エリートに進むこと、しんちゃんと風間くんの対立を軸に、幼稚園の友人たち1人1人にちょっとしたドラマを持たせるようにしていた。
ラストのかけっこのところで青春連呼場面がやってきて「あ、これって青春のことを言いたかったの?」とやや急に挿入された話題だったように感じた。もちろんその前から友情・恋愛、格差をこえて人と繋がりたい欲求、友達とお泊まりしての枕投げ、購買の焼きそばパンなどが出てきていたけど青春というキーワードに収束されるほどのインパクトはなかったように感じた。

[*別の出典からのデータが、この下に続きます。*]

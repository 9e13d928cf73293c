use super::*;
use crate::display::StyleManager;
use crate::testing::TempDirFixture;
use serde_json::json;

const USERS: &str = r#"
description = "Staff accounts"

[[records]]
collection = "users"
key = "username"
data = { username = "alice" }
"#;

const GROUPS: &str = r#"
dependencies = ["accounts.0001_users"]

[[records]]
collection = "groups"
key = "name"
data = { name = "staff" }
"#;

const PRODUCTS: &str = r#"
dependencies = ["accounts.0001_users"]

[[records]]
collection = "products"
key = "sku"
data = { sku = "A-1" }
"#;

fn workdir() -> TempDirFixture {
    let fixture = TempDirFixture::new().unwrap();
    fixture.write_manifest("accounts", "0001_users", USERS).unwrap();
    fixture.write_manifest("accounts", "0002_groups", GROUPS).unwrap();
    fixture.write_manifest("shop", "0001_products", PRODUCTS).unwrap();
    fixture
}

fn config_for(fixture: &TempDirFixture) -> AppConfig {
    let mut config = AppConfig {
        workdir: Some(fixture.path().to_path_buf()),
        ..AppConfig::default()
    };
    config.validate().unwrap();
    config
}

fn display() -> Display {
    Display::with_styling(StyleManager::plain())
}

fn load(namespace: Option<&str>, name_prefix: Option<&str>, dry_run: bool) -> Commands {
    Commands::Load {
        namespace: namespace.map(str::to_string),
        name_prefix: name_prefix.map(str::to_string),
        dry_run,
        list: false,
    }
}

fn stored(config: &AppConfig, collection: &str) -> Vec<serde_json::Value> {
    JsonStore::open(config.store_path())
        .unwrap()
        .records(collection)
        .unwrap()
}

#[test]
fn test_load_everything_commits_to_store() {
    let fixture = workdir();
    let config = config_for(&fixture);

    execute_command_with_display(load(None, None, false), &config, &display()).unwrap();

    assert_eq!(stored(&config, "users"), vec![json!({"username": "alice"})]);
    assert_eq!(stored(&config, "groups"), vec![json!({"name": "staff"})]);
    assert_eq!(stored(&config, "products"), vec![json!({"sku": "A-1"})]);
}

#[test]
fn test_load_twice_is_idempotent() {
    let fixture = workdir();
    let config = config_for(&fixture);

    execute_command_with_display(load(None, None, false), &config, &display()).unwrap();
    execute_command_with_display(load(None, None, false), &config, &display()).unwrap();

    assert_eq!(stored(&config, "users").len(), 1);
}

#[test]
fn test_dry_run_leaves_store_untouched() {
    let fixture = workdir();
    let config = config_for(&fixture);

    execute_command_with_display(load(None, None, true), &config, &display()).unwrap();

    assert!(!config.store_path().exists());
}

#[test]
fn test_load_namespace_pulls_in_dependencies() {
    let fixture = workdir();
    let config = config_for(&fixture);

    execute_command_with_display(load(Some("shop"), None, false), &config, &display()).unwrap();

    assert_eq!(stored(&config, "users").len(), 1);
    assert_eq!(stored(&config, "products").len(), 1);
    assert!(stored(&config, "groups").is_empty());
}

#[test]
fn test_load_by_prefix() {
    let fixture = workdir();
    let config = config_for(&fixture);

    execute_command_with_display(load(Some("accounts"), Some("0001"), false), &config, &display())
        .unwrap();

    assert_eq!(stored(&config, "users").len(), 1);
    assert!(stored(&config, "groups").is_empty());
}

#[test]
fn test_ambiguous_prefix_is_rejected() {
    let fixture = workdir();
    let config = config_for(&fixture);

    let err = execute_command_with_display(load(Some("accounts"), Some("000"), false), &config, &display())
        .unwrap_err();

    assert_eq!(
        err.to_string(),
        "The following fixtures with prefix '000' are found in namespace 'accounts': 0001_users, 0002_groups"
    );
}

#[test]
fn test_unknown_namespace_is_rejected() {
    let fixture = workdir();
    let config = config_for(&fixture);

    let err = execute_command_with_display(load(Some("billing"), None, false), &config, &display())
        .unwrap_err();

    assert!(err.to_string().contains("billing"));
    assert!(!config.store_path().exists());
}

#[test]
fn test_list_only_does_not_execute() {
    let fixture = workdir();
    let config = config_for(&fixture);
    let command = Commands::Load {
        namespace: None,
        name_prefix: None,
        dry_run: false,
        list: true,
    };

    execute_command_with_display(command, &config, &display()).unwrap();

    assert!(!config.store_path().exists());
}

#[test]
fn test_load_rejects_invalid_manifest() {
    let fixture = workdir();
    fixture
        .write_manifest("shop", "0002_broken", "dependencies = [")
        .unwrap();
    let config = config_for(&fixture);

    let err = execute_command_with_display(load(None, None, false), &config, &display())
        .unwrap_err();

    assert!(format!("{err:#}").contains("shop.0002_broken"));
}

#[test]
fn test_list_is_lenient_by_default() {
    let fixture = workdir();
    fixture
        .write_manifest("shop", "0002_broken", "dependencies = [")
        .unwrap();
    let config = config_for(&fixture);

    let list = Commands::List { format: ListFormat::Text };
    execute_command_with_display(list, &config, &display()).unwrap();

    let strict = AppConfig {
        strict: true,
        ..config.clone()
    };
    let list = Commands::List { format: ListFormat::Json };
    assert!(execute_command_with_display(list, &strict, &display()).is_err());
}

#[test]
fn test_list_explains_dependency_on_skipped_manifest() {
    let fixture = TempDirFixture::new().unwrap();
    fixture
        .write_manifest("shop", "0001_base", "bogus = 1\n")
        .unwrap();
    fixture
        .write_manifest("shop", "0002_items", r#"dependencies = ["shop.0001_base"]"#)
        .unwrap();
    let config = config_for(&fixture);

    let list = Commands::List { format: ListFormat::Text };
    let err = execute_command_with_display(list, &config, &display()).unwrap_err();

    let message = format!("{err:#}");
    assert!(message.contains("skipping 1 invalid manifests"));
    assert!(message.contains("Fixture shop.0002_items depends on shop.0001_base"));
    assert!(matches!(
        err.downcast_ref::<RunnerError>(),
        Some(RunnerError::UnknownDependency { .. })
    ));
}

#[test]
fn test_missing_dependency_fails_before_loading() {
    let fixture = workdir();
    fixture
        .write_manifest("shop", "0002_orders", r#"dependencies = ["billing.0001_invoices"]"#)
        .unwrap();
    let config = config_for(&fixture);

    let err = execute_command_with_display(load(None, None, false), &config, &display())
        .unwrap_err();

    assert!(err.to_string().contains("billing.0001_invoices"));
    assert!(!config.store_path().exists());
}

#[test]
fn test_listed_fixture_serializes() {
    let fixture = workdir();
    let config = config_for(&fixture);
    let store = open_store(&config).unwrap();
    let report = Loader::new(fixture.path(), store).discover().unwrap();
    let runner = FixtureRunner::new(report.catalog);
    let key = FixtureKey::new("accounts", "0002_groups");

    let listed = listed_fixture(&runner, &key).unwrap();
    assert_eq!(
        serde_json::to_value(&listed).unwrap(),
        json!({
            "key": "accounts.0002_groups",
            "namespace": "accounts",
            "name": "0002_groups",
            "description": null,
            "dependencies": ["accounts.0001_users"],
        })
    );
}

#[test]
fn test_version_command() {
    let config = AppConfig::default();
    execute_command_with_display(Commands::Version, &config, &display()).unwrap();
}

またクレヨンしんちゃんは基本的には子供向けのアニメなので、劇場にも子どもが多くきていることと思う。当然多くは子供だけではなくて、大人と一緒にきていることが考えられる。子供と一緒に鑑賞したあとの話題の一つとして語り合うことのできる青春ということが描かれていたかも悩ましい。途中途中でみさえやひろしが今はここにいないしんのすけのことを思って寂しさを口にする場面があるが、いっそ青春よりも別れをもっと骨太に描くようにした方がよかったのではないか。題材として出てきているものをもっと深掘りして多少重くなっても、しんちゃんたちのギャグやまっすぐさで軽やかに鑑賞できたのではないかと思う。探偵要素があったことで、謎解き的なミスリードを誘うキャラクタを出す必要があったのだろう。そのために、時間配分とテーマの掘り下げが十分にいかなかったんじゃないかなぁと思うんだけど、どうだろうか。マラソンの彼女と学年1位の彼、学園長と担任は分離せずに基本的にニコイチで行動させることで描く要素と時間を短縮して、もっとみさえとひろしの時間をみたかった。